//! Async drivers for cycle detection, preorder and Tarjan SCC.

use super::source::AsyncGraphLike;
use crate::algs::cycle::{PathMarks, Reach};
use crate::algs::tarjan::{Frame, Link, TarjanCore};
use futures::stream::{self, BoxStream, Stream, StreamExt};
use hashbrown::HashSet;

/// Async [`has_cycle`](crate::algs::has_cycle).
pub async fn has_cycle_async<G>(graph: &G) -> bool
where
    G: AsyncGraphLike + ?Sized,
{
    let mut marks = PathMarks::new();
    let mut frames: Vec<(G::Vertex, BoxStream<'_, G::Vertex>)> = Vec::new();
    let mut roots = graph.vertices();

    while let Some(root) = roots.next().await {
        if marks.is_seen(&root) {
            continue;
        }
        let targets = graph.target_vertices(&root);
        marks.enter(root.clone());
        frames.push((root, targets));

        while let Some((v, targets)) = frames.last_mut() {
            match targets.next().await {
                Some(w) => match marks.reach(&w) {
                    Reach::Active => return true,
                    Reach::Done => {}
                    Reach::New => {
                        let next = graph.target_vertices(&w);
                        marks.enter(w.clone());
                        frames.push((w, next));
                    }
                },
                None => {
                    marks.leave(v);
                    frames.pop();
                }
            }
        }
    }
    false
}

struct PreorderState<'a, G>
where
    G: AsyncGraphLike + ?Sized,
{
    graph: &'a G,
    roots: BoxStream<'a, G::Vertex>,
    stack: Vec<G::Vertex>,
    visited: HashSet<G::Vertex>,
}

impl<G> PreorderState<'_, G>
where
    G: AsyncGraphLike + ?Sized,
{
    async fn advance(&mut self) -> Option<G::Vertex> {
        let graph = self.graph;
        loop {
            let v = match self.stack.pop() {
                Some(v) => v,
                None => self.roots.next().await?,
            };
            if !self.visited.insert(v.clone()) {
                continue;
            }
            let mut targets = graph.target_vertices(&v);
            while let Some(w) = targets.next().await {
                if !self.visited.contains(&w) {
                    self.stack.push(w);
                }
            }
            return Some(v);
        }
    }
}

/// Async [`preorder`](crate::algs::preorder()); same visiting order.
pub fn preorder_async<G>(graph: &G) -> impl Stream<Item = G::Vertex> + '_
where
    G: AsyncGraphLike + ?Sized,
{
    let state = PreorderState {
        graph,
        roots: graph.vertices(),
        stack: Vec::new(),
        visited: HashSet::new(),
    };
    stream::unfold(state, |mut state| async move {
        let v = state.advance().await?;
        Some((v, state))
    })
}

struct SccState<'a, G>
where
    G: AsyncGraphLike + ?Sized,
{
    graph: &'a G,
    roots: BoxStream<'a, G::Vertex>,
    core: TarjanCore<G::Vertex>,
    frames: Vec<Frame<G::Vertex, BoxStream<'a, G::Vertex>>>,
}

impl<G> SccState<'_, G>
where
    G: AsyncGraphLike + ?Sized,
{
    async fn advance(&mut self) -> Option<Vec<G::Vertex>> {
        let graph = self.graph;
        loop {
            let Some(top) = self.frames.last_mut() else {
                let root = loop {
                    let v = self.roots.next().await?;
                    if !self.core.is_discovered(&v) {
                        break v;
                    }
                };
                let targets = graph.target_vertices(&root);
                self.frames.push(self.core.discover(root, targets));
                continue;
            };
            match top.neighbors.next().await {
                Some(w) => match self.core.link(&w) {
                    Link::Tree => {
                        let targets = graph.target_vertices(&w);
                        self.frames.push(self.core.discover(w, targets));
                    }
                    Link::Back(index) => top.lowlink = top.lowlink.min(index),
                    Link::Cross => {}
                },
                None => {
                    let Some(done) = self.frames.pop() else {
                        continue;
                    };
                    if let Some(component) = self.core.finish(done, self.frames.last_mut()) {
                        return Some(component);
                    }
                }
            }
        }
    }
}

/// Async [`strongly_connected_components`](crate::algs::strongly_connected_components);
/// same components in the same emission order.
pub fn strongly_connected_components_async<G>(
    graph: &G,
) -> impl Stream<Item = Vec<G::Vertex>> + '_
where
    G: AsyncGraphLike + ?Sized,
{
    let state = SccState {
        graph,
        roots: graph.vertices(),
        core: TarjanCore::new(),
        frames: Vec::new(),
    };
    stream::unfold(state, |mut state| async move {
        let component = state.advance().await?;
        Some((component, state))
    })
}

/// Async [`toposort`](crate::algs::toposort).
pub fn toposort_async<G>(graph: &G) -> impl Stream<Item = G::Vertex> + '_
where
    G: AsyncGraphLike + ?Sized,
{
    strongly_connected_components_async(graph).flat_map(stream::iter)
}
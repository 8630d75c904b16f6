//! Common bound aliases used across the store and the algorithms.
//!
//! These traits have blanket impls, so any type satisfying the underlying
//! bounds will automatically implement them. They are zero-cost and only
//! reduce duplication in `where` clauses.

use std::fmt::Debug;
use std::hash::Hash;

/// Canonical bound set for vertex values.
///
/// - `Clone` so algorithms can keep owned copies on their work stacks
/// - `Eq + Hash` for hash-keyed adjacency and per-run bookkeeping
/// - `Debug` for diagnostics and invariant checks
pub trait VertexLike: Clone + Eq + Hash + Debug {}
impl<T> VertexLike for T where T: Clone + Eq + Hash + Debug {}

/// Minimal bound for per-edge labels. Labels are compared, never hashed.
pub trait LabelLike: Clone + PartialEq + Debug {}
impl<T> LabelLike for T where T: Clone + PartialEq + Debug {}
───
Task goal:
Scan the material above for the string "enter", returning each line that contains it.

Solution to the problem:
        marks.enter(root.clone());
                        marks.enter(w.clone());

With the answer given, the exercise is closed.